### Task instructions
Report each line from the entries in which "recorder" can be found.

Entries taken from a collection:
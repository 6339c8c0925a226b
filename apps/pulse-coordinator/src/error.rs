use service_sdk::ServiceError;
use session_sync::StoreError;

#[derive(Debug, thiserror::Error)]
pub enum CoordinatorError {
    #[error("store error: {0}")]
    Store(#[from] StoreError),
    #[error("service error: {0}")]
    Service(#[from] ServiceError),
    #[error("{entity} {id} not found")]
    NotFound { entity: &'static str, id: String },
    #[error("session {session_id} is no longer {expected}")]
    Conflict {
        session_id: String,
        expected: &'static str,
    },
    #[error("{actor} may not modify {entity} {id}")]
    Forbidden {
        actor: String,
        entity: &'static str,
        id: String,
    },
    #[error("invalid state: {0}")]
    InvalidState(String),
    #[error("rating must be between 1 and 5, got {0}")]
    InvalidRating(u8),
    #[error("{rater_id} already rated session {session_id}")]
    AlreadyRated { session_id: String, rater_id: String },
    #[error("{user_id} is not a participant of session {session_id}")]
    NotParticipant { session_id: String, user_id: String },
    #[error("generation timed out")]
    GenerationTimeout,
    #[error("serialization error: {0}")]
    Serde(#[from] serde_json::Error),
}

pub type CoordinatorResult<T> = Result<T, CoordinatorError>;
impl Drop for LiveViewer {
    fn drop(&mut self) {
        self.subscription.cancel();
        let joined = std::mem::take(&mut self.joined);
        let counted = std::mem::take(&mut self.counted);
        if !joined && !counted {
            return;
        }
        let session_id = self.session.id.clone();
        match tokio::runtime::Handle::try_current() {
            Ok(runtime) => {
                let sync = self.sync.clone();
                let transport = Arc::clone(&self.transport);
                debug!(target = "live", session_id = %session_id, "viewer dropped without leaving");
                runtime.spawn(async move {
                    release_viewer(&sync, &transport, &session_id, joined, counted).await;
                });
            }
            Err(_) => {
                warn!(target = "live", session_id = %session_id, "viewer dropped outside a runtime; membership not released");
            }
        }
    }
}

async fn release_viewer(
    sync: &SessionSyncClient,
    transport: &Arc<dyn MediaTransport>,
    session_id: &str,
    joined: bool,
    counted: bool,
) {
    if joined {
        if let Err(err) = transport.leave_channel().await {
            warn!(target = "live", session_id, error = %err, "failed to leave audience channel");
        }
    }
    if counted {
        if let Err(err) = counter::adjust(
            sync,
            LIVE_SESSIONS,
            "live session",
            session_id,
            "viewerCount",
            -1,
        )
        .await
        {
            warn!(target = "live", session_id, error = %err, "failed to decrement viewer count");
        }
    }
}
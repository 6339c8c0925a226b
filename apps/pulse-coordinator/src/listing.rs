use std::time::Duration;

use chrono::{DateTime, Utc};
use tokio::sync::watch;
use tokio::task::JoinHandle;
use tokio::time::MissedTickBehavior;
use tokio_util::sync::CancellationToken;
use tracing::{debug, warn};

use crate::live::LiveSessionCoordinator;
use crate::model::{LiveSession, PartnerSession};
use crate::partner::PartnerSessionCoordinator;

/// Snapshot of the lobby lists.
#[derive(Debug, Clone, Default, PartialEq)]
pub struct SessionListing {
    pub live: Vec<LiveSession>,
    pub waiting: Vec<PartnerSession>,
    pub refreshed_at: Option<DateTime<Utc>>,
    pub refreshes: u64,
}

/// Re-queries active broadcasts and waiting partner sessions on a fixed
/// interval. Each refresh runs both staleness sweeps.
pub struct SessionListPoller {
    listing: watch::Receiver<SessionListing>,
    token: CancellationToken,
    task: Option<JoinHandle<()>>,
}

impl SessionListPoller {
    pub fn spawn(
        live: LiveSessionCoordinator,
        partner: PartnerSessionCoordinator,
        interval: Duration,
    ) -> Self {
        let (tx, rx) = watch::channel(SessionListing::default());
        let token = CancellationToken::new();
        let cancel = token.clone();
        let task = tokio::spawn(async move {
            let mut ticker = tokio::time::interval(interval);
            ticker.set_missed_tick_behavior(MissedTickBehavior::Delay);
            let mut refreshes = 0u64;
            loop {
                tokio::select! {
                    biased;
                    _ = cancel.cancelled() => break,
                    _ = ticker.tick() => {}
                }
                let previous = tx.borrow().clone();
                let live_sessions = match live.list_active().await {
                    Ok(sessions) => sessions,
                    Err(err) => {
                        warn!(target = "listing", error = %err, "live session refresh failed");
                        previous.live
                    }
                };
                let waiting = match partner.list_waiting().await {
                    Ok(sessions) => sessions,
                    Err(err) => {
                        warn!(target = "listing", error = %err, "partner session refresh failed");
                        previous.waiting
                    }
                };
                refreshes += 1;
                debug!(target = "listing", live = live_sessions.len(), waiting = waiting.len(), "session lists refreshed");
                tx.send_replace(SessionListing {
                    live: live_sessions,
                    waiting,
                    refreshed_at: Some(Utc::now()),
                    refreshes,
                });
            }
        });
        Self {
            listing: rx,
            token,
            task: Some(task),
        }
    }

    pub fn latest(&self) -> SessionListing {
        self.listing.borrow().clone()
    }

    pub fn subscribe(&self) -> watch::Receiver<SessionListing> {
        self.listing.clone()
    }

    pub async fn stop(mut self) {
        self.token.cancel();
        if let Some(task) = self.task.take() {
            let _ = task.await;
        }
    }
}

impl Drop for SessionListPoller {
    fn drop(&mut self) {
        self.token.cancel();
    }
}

* * *

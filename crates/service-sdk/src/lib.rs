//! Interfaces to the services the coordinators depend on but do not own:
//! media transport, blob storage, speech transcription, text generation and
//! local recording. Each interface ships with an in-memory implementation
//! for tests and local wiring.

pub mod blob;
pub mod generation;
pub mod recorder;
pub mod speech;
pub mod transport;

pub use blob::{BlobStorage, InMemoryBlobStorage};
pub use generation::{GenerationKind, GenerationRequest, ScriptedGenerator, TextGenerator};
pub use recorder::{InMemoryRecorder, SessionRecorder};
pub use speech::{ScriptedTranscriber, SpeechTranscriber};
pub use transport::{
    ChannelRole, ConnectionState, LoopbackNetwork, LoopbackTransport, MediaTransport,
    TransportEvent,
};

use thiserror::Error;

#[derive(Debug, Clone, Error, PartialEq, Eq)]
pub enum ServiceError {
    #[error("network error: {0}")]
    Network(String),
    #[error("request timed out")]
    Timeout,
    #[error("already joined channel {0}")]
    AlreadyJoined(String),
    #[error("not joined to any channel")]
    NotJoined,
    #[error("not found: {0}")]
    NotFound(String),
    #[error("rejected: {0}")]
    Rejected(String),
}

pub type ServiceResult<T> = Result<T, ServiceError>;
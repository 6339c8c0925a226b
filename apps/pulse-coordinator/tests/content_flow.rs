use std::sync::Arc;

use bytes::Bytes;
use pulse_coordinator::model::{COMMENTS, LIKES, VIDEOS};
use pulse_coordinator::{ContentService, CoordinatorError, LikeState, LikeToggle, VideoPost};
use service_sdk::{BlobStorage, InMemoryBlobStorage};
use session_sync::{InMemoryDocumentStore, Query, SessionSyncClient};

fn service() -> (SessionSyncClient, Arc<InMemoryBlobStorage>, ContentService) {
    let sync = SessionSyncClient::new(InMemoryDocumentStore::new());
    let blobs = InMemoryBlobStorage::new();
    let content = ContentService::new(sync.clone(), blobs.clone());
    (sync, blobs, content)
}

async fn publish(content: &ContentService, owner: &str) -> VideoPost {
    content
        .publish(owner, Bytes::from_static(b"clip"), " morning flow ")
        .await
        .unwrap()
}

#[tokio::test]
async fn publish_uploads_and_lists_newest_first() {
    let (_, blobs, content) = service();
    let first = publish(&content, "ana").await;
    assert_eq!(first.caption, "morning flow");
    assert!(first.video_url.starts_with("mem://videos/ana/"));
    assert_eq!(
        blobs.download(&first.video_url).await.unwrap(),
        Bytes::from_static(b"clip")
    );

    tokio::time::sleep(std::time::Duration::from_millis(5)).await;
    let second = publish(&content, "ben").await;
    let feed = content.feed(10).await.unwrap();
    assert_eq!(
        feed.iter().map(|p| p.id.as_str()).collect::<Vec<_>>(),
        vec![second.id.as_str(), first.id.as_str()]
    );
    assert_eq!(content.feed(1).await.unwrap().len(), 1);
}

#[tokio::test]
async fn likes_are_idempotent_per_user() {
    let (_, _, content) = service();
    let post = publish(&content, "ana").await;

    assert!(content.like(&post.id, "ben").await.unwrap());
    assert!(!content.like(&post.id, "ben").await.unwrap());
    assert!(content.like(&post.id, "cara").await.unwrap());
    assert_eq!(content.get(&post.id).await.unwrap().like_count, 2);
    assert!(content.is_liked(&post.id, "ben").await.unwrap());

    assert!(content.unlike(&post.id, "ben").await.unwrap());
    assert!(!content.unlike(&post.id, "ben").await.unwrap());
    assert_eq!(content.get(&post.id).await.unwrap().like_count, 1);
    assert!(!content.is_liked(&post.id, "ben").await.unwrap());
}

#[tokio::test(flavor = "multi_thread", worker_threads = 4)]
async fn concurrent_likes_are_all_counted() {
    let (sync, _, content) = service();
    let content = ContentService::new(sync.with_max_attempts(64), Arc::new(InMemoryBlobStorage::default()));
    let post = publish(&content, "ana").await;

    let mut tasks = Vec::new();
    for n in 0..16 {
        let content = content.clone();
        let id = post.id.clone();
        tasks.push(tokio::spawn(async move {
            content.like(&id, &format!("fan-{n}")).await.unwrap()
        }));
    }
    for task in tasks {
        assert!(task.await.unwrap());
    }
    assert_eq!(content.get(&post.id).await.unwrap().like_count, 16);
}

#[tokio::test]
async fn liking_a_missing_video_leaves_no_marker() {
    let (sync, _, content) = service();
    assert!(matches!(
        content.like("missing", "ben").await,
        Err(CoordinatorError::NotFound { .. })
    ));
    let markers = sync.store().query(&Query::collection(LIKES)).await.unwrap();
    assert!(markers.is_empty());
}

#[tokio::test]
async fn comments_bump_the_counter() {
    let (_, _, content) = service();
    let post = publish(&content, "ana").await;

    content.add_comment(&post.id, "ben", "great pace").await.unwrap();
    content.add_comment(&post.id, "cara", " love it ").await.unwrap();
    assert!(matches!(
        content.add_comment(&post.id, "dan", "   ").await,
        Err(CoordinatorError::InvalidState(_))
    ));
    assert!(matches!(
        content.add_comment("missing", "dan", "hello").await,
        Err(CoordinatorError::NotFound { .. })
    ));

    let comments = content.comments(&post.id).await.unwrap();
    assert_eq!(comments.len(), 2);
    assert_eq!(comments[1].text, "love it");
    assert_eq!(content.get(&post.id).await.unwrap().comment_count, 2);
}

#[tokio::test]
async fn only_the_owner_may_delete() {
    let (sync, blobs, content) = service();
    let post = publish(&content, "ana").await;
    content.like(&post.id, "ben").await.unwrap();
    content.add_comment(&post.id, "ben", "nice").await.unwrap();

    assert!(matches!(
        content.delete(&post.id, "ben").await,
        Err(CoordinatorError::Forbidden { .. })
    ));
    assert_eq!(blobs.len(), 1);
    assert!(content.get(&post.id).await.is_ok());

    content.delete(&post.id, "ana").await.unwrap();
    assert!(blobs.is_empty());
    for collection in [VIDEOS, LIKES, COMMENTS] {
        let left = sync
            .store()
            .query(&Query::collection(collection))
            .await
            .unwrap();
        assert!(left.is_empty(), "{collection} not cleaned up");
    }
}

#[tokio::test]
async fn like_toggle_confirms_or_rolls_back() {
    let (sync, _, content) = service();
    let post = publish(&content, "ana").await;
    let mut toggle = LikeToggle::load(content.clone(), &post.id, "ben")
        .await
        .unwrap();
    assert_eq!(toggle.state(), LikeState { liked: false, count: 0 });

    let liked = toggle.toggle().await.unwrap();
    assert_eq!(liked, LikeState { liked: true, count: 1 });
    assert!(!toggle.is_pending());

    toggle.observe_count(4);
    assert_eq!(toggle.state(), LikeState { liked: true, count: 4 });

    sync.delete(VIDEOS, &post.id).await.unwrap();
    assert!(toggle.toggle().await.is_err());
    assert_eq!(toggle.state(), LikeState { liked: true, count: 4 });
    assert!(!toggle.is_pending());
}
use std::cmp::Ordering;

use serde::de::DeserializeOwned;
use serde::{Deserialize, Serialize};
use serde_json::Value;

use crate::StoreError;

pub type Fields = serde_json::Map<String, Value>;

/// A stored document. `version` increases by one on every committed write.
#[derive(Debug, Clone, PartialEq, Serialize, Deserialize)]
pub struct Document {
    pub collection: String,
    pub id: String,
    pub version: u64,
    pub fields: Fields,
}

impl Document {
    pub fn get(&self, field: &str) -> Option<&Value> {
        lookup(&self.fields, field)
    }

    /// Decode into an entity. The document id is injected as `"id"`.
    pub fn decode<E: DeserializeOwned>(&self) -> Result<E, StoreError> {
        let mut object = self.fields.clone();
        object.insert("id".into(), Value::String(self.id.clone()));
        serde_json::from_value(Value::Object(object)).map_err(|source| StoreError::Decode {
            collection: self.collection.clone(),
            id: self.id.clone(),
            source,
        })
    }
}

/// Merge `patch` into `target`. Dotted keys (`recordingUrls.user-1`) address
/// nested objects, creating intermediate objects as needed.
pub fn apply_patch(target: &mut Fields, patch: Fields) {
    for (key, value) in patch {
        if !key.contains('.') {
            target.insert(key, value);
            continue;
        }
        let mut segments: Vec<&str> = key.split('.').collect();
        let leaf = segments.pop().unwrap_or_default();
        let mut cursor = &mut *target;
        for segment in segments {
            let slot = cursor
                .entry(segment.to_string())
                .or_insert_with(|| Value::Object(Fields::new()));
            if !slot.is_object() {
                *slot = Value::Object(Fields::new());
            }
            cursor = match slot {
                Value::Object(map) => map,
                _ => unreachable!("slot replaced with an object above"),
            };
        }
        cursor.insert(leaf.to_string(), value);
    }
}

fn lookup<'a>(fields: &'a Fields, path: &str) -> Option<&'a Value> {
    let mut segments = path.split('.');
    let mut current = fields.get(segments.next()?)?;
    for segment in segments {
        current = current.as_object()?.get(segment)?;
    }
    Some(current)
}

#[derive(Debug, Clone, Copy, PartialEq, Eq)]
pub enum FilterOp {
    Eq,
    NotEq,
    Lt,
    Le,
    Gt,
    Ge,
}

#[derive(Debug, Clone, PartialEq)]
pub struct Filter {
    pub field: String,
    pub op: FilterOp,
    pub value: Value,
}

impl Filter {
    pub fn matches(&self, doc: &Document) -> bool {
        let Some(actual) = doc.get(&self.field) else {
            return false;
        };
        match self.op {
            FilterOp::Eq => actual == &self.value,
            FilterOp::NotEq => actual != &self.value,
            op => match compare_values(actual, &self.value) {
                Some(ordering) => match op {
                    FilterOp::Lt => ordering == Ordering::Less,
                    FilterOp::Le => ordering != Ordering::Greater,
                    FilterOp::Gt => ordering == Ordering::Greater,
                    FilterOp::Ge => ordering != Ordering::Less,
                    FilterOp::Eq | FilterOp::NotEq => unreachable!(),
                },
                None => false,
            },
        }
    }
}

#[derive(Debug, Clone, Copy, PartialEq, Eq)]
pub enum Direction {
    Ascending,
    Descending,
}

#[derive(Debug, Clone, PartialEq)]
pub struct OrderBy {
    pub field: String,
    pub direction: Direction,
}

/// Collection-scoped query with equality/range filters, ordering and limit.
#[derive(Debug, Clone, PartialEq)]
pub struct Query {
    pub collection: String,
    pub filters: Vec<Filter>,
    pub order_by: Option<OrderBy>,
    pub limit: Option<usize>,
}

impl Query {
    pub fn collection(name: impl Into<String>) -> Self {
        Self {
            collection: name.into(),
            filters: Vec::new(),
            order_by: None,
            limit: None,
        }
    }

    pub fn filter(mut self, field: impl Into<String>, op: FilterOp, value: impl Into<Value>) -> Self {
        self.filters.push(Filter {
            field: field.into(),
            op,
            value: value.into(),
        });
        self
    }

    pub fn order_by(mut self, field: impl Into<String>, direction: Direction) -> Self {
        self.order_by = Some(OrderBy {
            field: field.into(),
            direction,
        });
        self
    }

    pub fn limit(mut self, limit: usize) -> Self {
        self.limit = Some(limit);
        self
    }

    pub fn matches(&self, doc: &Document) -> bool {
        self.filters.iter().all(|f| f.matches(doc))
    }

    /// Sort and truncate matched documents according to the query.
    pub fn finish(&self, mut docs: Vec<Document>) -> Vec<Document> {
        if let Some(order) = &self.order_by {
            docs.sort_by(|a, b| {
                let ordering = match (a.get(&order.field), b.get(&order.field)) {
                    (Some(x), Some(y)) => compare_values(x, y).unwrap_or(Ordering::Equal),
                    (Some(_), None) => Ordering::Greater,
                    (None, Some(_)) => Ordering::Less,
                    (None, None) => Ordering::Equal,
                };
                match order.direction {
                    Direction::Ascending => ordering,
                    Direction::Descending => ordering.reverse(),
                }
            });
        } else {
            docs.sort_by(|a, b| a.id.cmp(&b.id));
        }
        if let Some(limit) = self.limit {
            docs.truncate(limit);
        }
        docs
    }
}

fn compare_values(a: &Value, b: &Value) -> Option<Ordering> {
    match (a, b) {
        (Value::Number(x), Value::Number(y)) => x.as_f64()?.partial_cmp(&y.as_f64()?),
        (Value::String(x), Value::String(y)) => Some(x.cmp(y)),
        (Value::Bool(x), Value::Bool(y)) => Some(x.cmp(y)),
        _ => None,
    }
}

### Response area
pub mod recorder;
pub use recorder::{InMemoryRecorder, SessionRecorder};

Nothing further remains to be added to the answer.